Fig. 3 is the structural diagram of the VOCs processing device provided by the utility model, wherein there are gas inlet 1, reactor 2, power supply 3, gas outlet 4, insulating sheet 5 at both ends of the reactor, inner electrode 6 at the center of the reactor, and the outer electrode of the reactor. The external electrode 7 wrapped in the tube, the filler 8 in the reactor.

Fig. 4 is an effect diagram of the VOCs treatment device provided by the utility model for the removal rate of toluene.

Detailed ways

The material of the reactor is a quartz glass tube with a wall thickness of 2.4 mm, an inner diameter of 17.9 mm and an outer diameter of 20.3 mm.
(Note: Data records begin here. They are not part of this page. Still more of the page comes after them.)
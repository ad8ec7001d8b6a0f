//! Pipeline engine: owns the fixed research DAG and drives one job from
//! grounding through to the final report.
use std::sync::Arc;

use anyhow::Result;
use futures::future::join_all;
use futures::stream::FuturesUnordered;
use futures::StreamExt;
use tracing::{error, info};

use crate::job::events::Event;
use crate::job::manager::JobReporter;
use crate::job::types::JobStatus;
use crate::observability::metrics::Metrics;

use super::briefing::BriefingStage;
use super::collector::CollectorStage;
use super::curator::CuratorStage;
use super::editor::EditorStage;
use super::enricher::EnricherStage;
use super::grounding::GroundingStage;
use super::output::OutputStage;
use super::researcher::ResearcherStage;
use super::state::{Category, ResearchState};

/// Trait objects for every named stage in the DAG, held behind `Arc` so a
/// single orchestrator instance can drive many concurrent jobs.
pub(crate) struct PipelineStages {
    pub(crate) grounding: Arc<dyn GroundingStage>,
    pub(crate) researcher: Arc<dyn ResearcherStage>,
    pub(crate) collector: Arc<dyn CollectorStage>,
    pub(crate) curator: Arc<dyn CuratorStage>,
    pub(crate) enricher: Arc<dyn EnricherStage>,
    pub(crate) briefing: Arc<dyn BriefingStage>,
    pub(crate) editor: Arc<dyn EditorStage>,
    pub(crate) output: Arc<dyn OutputStage>,
}

#[derive(Default)]
pub(crate) struct PipelineBuilder {
    grounding: Option<Arc<dyn GroundingStage>>,
    researcher: Option<Arc<dyn ResearcherStage>>,
    collector: Option<Arc<dyn CollectorStage>>,
    curator: Option<Arc<dyn CuratorStage>>,
    enricher: Option<Arc<dyn EnricherStage>>,
    briefing: Option<Arc<dyn BriefingStage>>,
    editor: Option<Arc<dyn EditorStage>>,
    output: Option<Arc<dyn OutputStage>>,
}

impl PipelineBuilder {
    #[must_use]
    pub(crate) fn new() -> Self {
        Self::default()
    }

    #[must_use]
    pub(crate) fn grounding(mut self, stage: Arc<dyn GroundingStage>) -> Self {
        self.grounding = Some(stage);
        self
    }

    #[must_use]
    pub(crate) fn researcher(mut self, stage: Arc<dyn ResearcherStage>) -> Self {
        self.researcher = Some(stage);
        self
    }

    #[must_use]
    pub(crate) fn collector(mut self, stage: Arc<dyn CollectorStage>) -> Self {
        self.collector = Some(stage);
        self
    }

    #[must_use]
    pub(crate) fn curator(mut self, stage: Arc<dyn CuratorStage>) -> Self {
        self.curator = Some(stage);
        self
    }

    #[must_use]
    pub(crate) fn enricher(mut self, stage: Arc<dyn EnricherStage>) -> Self {
        self.enricher = Some(stage);
        self
    }

    #[must_use]
    pub(crate) fn briefing(mut self, stage: Arc<dyn BriefingStage>) -> Self {
        self.briefing = Some(stage);
        self
    }

    #[must_use]
    pub(crate) fn editor(mut self, stage: Arc<dyn EditorStage>) -> Self {
        self.editor = Some(stage);
        self
    }

    #[must_use]
    pub(crate) fn output(mut self, stage: Arc<dyn OutputStage>) -> Self {
        self.output = Some(stage);
        self
    }

    pub(crate) fn build(self) -> Result<PipelineStages> {
        Ok(PipelineStages {
            grounding: self.grounding.ok_or_else(|| anyhow::anyhow!("missing grounding stage"))?,
            researcher: self.researcher.ok_or_else(|| anyhow::anyhow!("missing researcher stage"))?,
            collector: self.collector.ok_or_else(|| anyhow::anyhow!("missing collector stage"))?,
            curator: self.curator.ok_or_else(|| anyhow::anyhow!("missing curator stage"))?,
            enricher: self.enricher.ok_or_else(|| anyhow::anyhow!("missing enricher stage"))?,
            briefing: self.briefing.ok_or_else(|| anyhow::anyhow!("missing briefing stage"))?,
            editor: self.editor.ok_or_else(|| anyhow::anyhow!("missing editor stage"))?,
            output: self.output.ok_or_else(|| anyhow::anyhow!("missing output stage"))?,
        })
    }
}

pub(crate) struct PipelineOrchestrator {
    stages: PipelineStages,
    curation_score_threshold: f64,
    curation_max_references: usize,
    metrics: Arc<Metrics>,
}

impl PipelineOrchestrator {
    #[must_use]
    pub(crate) fn new(
        stages: PipelineStages,
        curation_score_threshold: f64,
        curation_max_references: usize,
        metrics: Arc<Metrics>,
    ) -> Self {
        Self {
            stages,
            curation_score_threshold,
            curation_max_references,
            metrics,
        }
    }

    fn time_stage(&self, label: &str, started: std::time::Instant) {
        self.metrics
            .stage_duration
            .with_label_values(&[label])
            .observe(started.elapsed().as_secs_f64());
    }

    #[must_use]
    pub(crate) fn stages(&self) -> &PipelineStages {
        &self.stages
    }

    /// Drive one job end to end. Intended to be spawned as its own task;
    /// failures are reported onto the job rather than propagated to the
    /// caller, since there is no caller left listening by the time a
    /// background stage fails.
    pub(crate) async fn run(&self, state: ResearchState, reporter: JobReporter) {
        if let Err(err) = self.run_inner(state, &reporter).await {
            let kind = crate::util::error::classify_error(&err);
            error!(job_id = %reporter.job_id(), kind = kind.as_str(), error = %err, "pipeline failed");
            reporter.emit(Event::error(kind.as_str(), &err.to_string()));
            reporter.fail(&format!("{}: {}", kind.as_str(), err));
        }
    }

    async fn run_inner(&self, mut state: ResearchState, reporter: &JobReporter) -> Result<()> {
        reporter.cancellation().check()?;
        let started = std::time::Instant::now();
        let grounding_delta = self.stages.grounding.run(&state, reporter).await?;
        self.time_stage("grounding", started);
        state.site_scrape = grounding_delta.site_scrape;
        state.messages.push(grounding_delta.message);

        reporter.set_progress(10, Some("Researching"));
        reporter.cancellation().check()?;

        let site_scrape = state.site_scrape.clone();
        let mut researcher_futures: FuturesUnordered<_> = Category::ALL
            .into_iter()
            .map(|category| {
                let reporter = reporter.clone();
                let company = state.company.clone();
                let industry = state.industry.clone();
                let site_scrape = site_scrape.clone();
                let stage = Arc::clone(&self.stages.researcher);
                async move {
                    stage
                        .run(category, &company, industry.as_deref(), site_scrape.as_ref(), &reporter)
                        .await
                }
            })
            .collect();

        let started = std::time::Instant::now();
        let mut progress = 10u8;
        let mut researcher_deltas = Vec::with_capacity(4);
        while let Some(result) = researcher_futures.next().await {
            let delta = result?;
            progress = (progress + 10).min(60);
            reporter.set_progress(progress, Some(&delta.message));
            researcher_deltas.push(delta);
        }
        self.time_stage("researcher", started);

        reporter.cancellation().check()?;
        let started = std::time::Instant::now();
        let collector_delta = self.stages.collector.run(researcher_deltas, reporter).await?;
        self.time_stage("collector", started);
        for delta in collector_delta.deltas {
            *state.category_data_mut(delta.category) = delta.documents;
        }
        state.messages.push(collector_delta.message);

        reporter.set_progress(70, Some("Curating references"));
        reporter.cancellation().check()?;

        let categories: Vec<(Category, super::state::DocumentMap)> = Category::ALL
            .into_iter()
            .map(|category| (category, state.category_data(category).clone()))
            .collect();
        let started = std::time::Instant::now();
        let curator_delta = self
            .stages
            .curator
            .run(&categories, self.curation_score_threshold, self.curation_max_references, reporter)
            .await?;
        self.time_stage("curator", started);
        for (category, documents) in curator_delta.curated {
            *state.curated_data_mut(category) = documents;
        }
        state.references = curator_delta.references;
        state.messages.push(curator_delta.message);

        reporter.set_progress(80, Some("Enriching documents"));
        reporter.cancellation().check()?;

        let curated_categories: [(Category, super::state::DocumentMap); 4] = [
            (Category::Financial, state.curated_financial_data.clone()),
            (Category::News, state.curated_news_data.clone()),
            (Category::Industry, state.curated_industry_data.clone()),
            (Category::Company, state.curated_company_data.clone()),
        ];
        let started = std::time::Instant::now();
        let enriched = self.stages.enricher.run(curated_categories, reporter).await?;
        self.time_stage("enricher", started);
        for (category, documents) in enriched {
            *state.curated_data_mut(category) = documents;
        }

        reporter.set_progress(90, Some("Writing briefings"));
        reporter.cancellation().check()?;

        let briefing_futures = Category::ALL.into_iter().map(|category| {
            let reporter = reporter.clone();
            let company = state.company.clone();
            let industry = state.industry.clone();
            let documents = state.curated_data(category).clone();
            let stage = Arc::clone(&self.stages.briefing);
            async move { stage.run(category, &company, industry.as_deref(), &documents, &reporter).await }
        });

        let started = std::time::Instant::now();
        let briefing_texts: Vec<String> = join_all(briefing_futures).await.into_iter().collect::<Result<_>>()?;
        self.time_stage("briefing", started);
        for (category, text) in Category::ALL.into_iter().zip(briefing_texts.iter()) {
            *state.briefing_mut(category) = text.clone();
        }

        reporter.set_progress(95, Some("Composing final report"));
        reporter.cancellation().check()?;

        let briefings: Vec<(Category, String)> = Category::ALL
            .into_iter()
            .map(|category| (category, state.briefing(category).to_owned()))
            .collect();
        let started = std::time::Instant::now();
        let report = self
            .stages
            .editor
            .run(&state.company, &briefings, &state.references, reporter)
            .await?;
        self.time_stage("editor", started);
        state.report = report.clone();

        info!(job_id = %reporter.job_id(), "pipeline report composed");
        let started = std::time::Instant::now();
        self.stages.output.run(&state.company, &report, reporter).await?;
        self.time_stage("output", started);

        Ok(())
    }
}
Both ends of the reactor are sealed with polytetrafluoroethylene insulating sheets, and a round hole of φ = 4mm is opened at each end as the inlet and outlet of the processing gas. The inner electrode in the center of the reactor is made of φ = 1.62 mm tungsten wire, the outer wall of the quartz glass tube is wrapped with an iron mesh as the external electrode and grounded. The size of the Raschig ring filler in the reactor is 5.6 mm in inner diameter, 9.2 mm in outer diameter, and 10.5 mm in length, and ferroelectric material is coated on the Raschig ring substrate with a coating thickness of 0.5 mm. A high-voltage power supply is connected between the internal and external electrodes to provide energy for the reactor. During the discharge process, a large number of high-energy electrons and active groups are generated in the reactor and on the surface of the filler. Volatile organic gases enter the reactor from inlet 1. A series of physical and chemical reactions take place with active groups and high-energy electrons in the container, so that the pollutant molecules finally form non-toxic and harmless gas molecules, which are finally discharged from the gas outlet 4. Figure 3 shows the results of experiments with toluene, a representative of volatile organic compounds, as the target pollutant. The experimental conditions are that the applied voltage of the power supply is 10kV, and the flow rate of toluene at the inlet is about 2400mg/m ³ , which reflects the addition of toluene under different power frequency conditions. Barium titanate filler, sodium nitrite filler and toluene removal efficiency without filler, when the power frequency is 35KHz, the reactor without filler, the reactor with sodium nitrite filler and the reaction with barium titanate filler The toluene removal rates of the reactors were 68.7%, 76.8% and 89.6%, respectively, and the removal rates of the reactors with barium titanate and sodium nitrite fillers were higher than those of the reactors without fillers. In other words, while maintaining the toluene removal rate Under the premise of , the reactor with packing needs less energy than the unpacked reactor.

Claims (1)

1. A volatile organic pollutant removal device, comprising a gas inlet (1), a reactor (2), a power supply (3), and a gas outlet (4), characterized in that it also includes insulation at both ends of the reactor (2) sheet (5), the inner electrode (6) in the center of the reactor, the outer electrode (7) wrapped around the outer tube of the reactor, and the filler (8) in the reactor, the filler is a pulley coated with a ferroelectric material West ring, the holes on both sides of the Raschig ring are evenly placed in the reactor toward the inlet and outlet of the reactor.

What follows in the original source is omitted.